Quantum mechanical description of energy dissipation and application to heavy-ion fusion reactions
For theoretical description of heavy-ion fusion reactions, two different models have been used depending on the incident energy. At energies above the Coulomb barrier, importance of energy dissipation and fluctuation has been deduced from scattering experiments. To describe them phenomenologically, the classical Langevin equation has successfully been applied. At energies below the Coulomb barrier, on the other hand, the quantum coupled-channels method with a few number of internal states has been applied, and it has succeeded in explaining sub-barrier fusion reactions. While each method succeeds in each energy range, a unified description of heavy-ion fusion reactions from sub-barrier energies to above barrier energies is still missing. To achieve this, we need to treat dissipation and fluctuation quantum mechanically.

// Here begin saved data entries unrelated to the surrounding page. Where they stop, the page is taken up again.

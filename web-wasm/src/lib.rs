//! QR Scan Web App (Leptos + WASM)

mod app;
mod camera;
mod clipboard;
mod components;
mod detector;
mod upload;

use wasm_bindgen::prelude::*;

#[wasm_bindgen(start)]
pub fn main() {
    console_error_panic_hook::set_once();
    leptos::mount::mount_to_body(app::App);
}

In order to describe dissipation and fluctuation quantum mechanically, we have applied ideas of open quantum systems to heavy-ion fusion reactions. I will talk about recent development in this talk. First I will introduce a model Hamiltonian to treat dissipation and fluctuation quantum mechanically, and explain its character and a strategy for numerical studies. I will then apply the model to a fusion problem, and discuss a role of energy dissipation during quantum tunneling. Finally I will discuss a possible future direction for a unified description of heavy-ion fusion reactions.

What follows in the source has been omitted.